His main subjects of instruction were primarily geography and history, as well as Greek in the higher classes and, at times, Latin in the middle levels, and in the Tertia, natural sciences and French. In his long teaching career, he was considered diligent and conscientious but also strict. He was involved in implementing the system of Realklassen (real classes), and the number of students was later nearly doubled.

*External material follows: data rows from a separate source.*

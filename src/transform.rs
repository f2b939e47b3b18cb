//! Local, Player and World space transforms
//!
//! These are pure functions over one tick of gyro input. Inputs and outputs
//! are (yaw, pitch, roll) triples carried in a `Vector3` as (x, y, z). The
//! tilt blend used by Player and World space is passed in already smoothed;
//! [`crate::OrientationContext`] owns the smoothing state.

use log::warn;
use nalgebra::{ComplexField, Matrix4, Vector3};

use crate::math::{
    DEFAULT_UP, Vector3Ext, identity_matrix, matrix_from_gravity, multiply_matrix_vector,
};
use crate::types::Sensitivity;

/// Instantaneous tilt factor: 1 when upright, 0 when flat
///
/// Computed as `|gravity.y|^exponent` and clamped to `[0, 1]`.
pub fn tilt_factor(gravity: Vector3<f32>, exponent: f32) -> f32 {
    let factor = ComplexField::powf(ComplexField::abs(gravity.y), exponent);
    if factor.is_finite() {
        factor.clamp(0.0, 1.0)
    } else {
        1.0
    }
}

/// First-order exponential smoothing step: `s + weight * (target - s)`
///
/// The result is clamped to `[0, 1]` so the smoothed factor can never leave
/// the blend range even with an out-of-range weight.
pub fn smooth_tilt(current: f32, target: f32, weight: f32) -> f32 {
    (current + weight * (target - current)).clamp(0.0, 1.0)
}

/// Returns a unit gravity vector, substituting the default up for unusable input
pub(crate) fn sanitize_gravity(gravity: Vector3<f32>) -> Vector3<f32> {
    match gravity.try_normalize_checked() {
        Ok(g) => g,
        Err(err) => {
            warn!("invalid gravity vector ({}), substituting default up", err);
            DEFAULT_UP
        }
    }
}

/// Passes `delta` through when every component is finite, otherwise zero
///
/// Finite but huge inputs can overflow during scaling or projection. The
/// camera gets no movement for that tick rather than an infinite one.
fn finite_or_zero(delta: Vector3<f32>, space: &str) -> Vector3<f32> {
    if delta.is_all_finite() {
        delta
    } else {
        warn!("{} space delta overflowed ({:?}), substituting zero", space, delta.as_slice());
        Vector3::zeros()
    }
}

/// Transforms gyro input into Local space
///
/// Each axis is scaled by its sensitivity. Rolling a handheld controller held
/// at an angle also reads as yaw, so `coupling_factor` (in `[0, 1]`, 0
/// disables it) feeds yaw back into the roll term that is subtracted from
/// yaw. The output roll is sign-inverted to stop perceived lean drift.
///
/// # Example
/// ```
/// use gyro_space::{Sensitivity, transform_local};
///
/// let out = transform_local(2.0, 1.0, 0.0, Sensitivity::default(), 0.0);
/// assert_eq!((out.x, out.y, out.z), (2.0, 1.0, 0.0));
/// ```
pub fn transform_local(
    yaw: f32,
    pitch: f32,
    roll: f32,
    sensitivity: Sensitivity,
    coupling_factor: f32,
) -> Vector3<f32> {
    let adjusted_roll = roll * sensitivity.roll - yaw * coupling_factor;

    let raw = Vector3::new(
        yaw * sensitivity.yaw - adjusted_roll,
        pitch * sensitivity.pitch,
        roll * sensitivity.roll,
    );

    let mut local = multiply_matrix_vector(&identity_matrix(), raw);
    local.z = -local.z;
    finite_or_zero(local, "local")
}

/// Transforms gyro input into Player space
///
/// `blend` is the smoothed tilt factor: at 1 (upright) yaw input drives yaw
/// output, at 0 (flat) roll input drives yaw output instead. Roll is flipped
/// before the view matrix is applied. With `ground_in_tilt` the view matrix is
/// built from `gravity`, otherwise it is the identity.
pub fn transform_player(
    yaw: f32,
    pitch: f32,
    roll: f32,
    gravity: Vector3<f32>,
    sensitivity: Sensitivity,
    blend: f32,
    ground_in_tilt: bool,
) -> Vector3<f32> {
    let gravity = sanitize_gravity(gravity);
    let blend = blend.clamp(0.0, 1.0);

    let scaled_yaw = yaw * sensitivity.yaw;
    let scaled_roll = roll * sensitivity.roll;

    let adjusted = Vector3::new(
        blend * scaled_yaw + (1.0 - blend) * scaled_roll,
        pitch * sensitivity.pitch,
        -(blend * scaled_roll + (1.0 - blend) * scaled_yaw),
    );

    let view: Matrix4<f32> = if ground_in_tilt {
        matrix_from_gravity(gravity)
    } else {
        identity_matrix()
    };
    finite_or_zero(multiply_matrix_vector(&view, adjusted), "player")
}

/// Transforms gyro input into World space
///
/// The blended input is projected onto gravity and onto the world X and Z
/// axes with their gravity-parallel parts removed, so output stays locked to
/// true up/down whatever the controller's tilt. An axis that vanishes (world
/// axis parallel to gravity) is left unnormalized and contributes nothing.
pub fn transform_world(
    yaw: f32,
    pitch: f32,
    roll: f32,
    gravity: Vector3<f32>,
    sensitivity: Sensitivity,
    blend: f32,
) -> Vector3<f32> {
    let gravity = sanitize_gravity(gravity);
    let blend = blend.clamp(0.0, 1.0);

    let scaled_yaw = yaw * sensitivity.yaw;
    let scaled_roll = roll * sensitivity.roll;

    let raw = Vector3::new(
        pitch * sensitivity.pitch,
        -scaled_yaw,
        -(blend * scaled_roll + (1.0 - blend) * scaled_yaw),
    );

    let pitch_axis = gravity_perpendicular(Vector3::x(), gravity);
    let roll_axis = gravity_perpendicular(Vector3::z(), gravity);

    let world = Vector3::new(
        -raw.dot(&gravity),
        raw.dot(&pitch_axis),
        raw.dot(&roll_axis),
    );
    finite_or_zero(world, "world")
}

/// `axis` with its component along `gravity` removed, normalized when non-degenerate
fn gravity_perpendicular(axis: Vector3<f32>, gravity: Vector3<f32>) -> Vector3<f32> {
    let perpendicular = axis - gravity * gravity.dot(&axis);
    if perpendicular.is_near_zero() {
        perpendicular
    } else {
        perpendicular.safe_normalize()
    }
}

Meinicke had made a name for himself as a geographer in scientific circles. Through his work, he came into contact with other scientists, including Carl Ritter and the brothers Alexander and Wilhelm von Humboldt, with whom he corresponded, as well as Leopold von Buch, who visited him at his home. His main work, Die Südseevölker und das Christentum (The South Sea Peoples and Christianity), was published in 1844. After taking over the directorate, he had hardly any time to write further works. It wasn't until after his retirement that he published his last major work, Die Inseln des großen Ozeans (The Islands of the Great Ocean). He also authored a geography textbook for upper classes and a guidebook for lower classes. He delivered numerous lectures at the Verein für Erdkunde zu Dresden (Association for Geography in Dresden).

On a personal level, Meinicke was rather unpopular among those who did not know him well, as he appeared to them as heartless, cold, and stern. He was considered one of the most thorough experts on the Polynesian island world, even though he had never traveled there.

== Works ==

Versuch einer Geschichte der europäischen Kolonien in Westindien (Attempt at a History of European Colonies in the West Indies). Weimar, 1831 ([]).
Beiträge zur Ethnographie Asiens (Contributions to the Ethnography of Asia). Prenzlau, 1837.
Das Festland Australien. Eine geographische Monographie; nach den Quellen dargestellt (The Mainland of Australia. A Geographic Monograph; Presented According to the Sources). 2 Volumes, F. W. Kaldersberg, Penzlau, 1837, Volume 1 ([]), Volume 2 (books.google.de).
Die Südseevölker und das Christentum (The South Sea Peoples and Christianity). Penzlau, 1844 ([]).
Die Inseln des Stillen Ozeans (The Islands of the Pacific Ocean). 2 Volumes, Leipzig, Volume 1: Melanesien und Neuseeland (Melanesia and New Zealand). 1875 ([]), Volume 2: Polynesien und Mikronesien (Polynesia and Micronesia). 1876 ([]).

== Literature ==
Sophus Ruge: Carl E. Meinicke. Eine biographische Skizze (Carl E. Meinicke. A Biographical Sketch). In: XV. Jahresbericht des Vereins für Erdkunde zu Dresden (Fifteenth Annual Report of the Association for Geography in Dresden). Scientific Part. A. Huhle, Dresden, 1878, pp. 56–85 ([ – with correspondence]).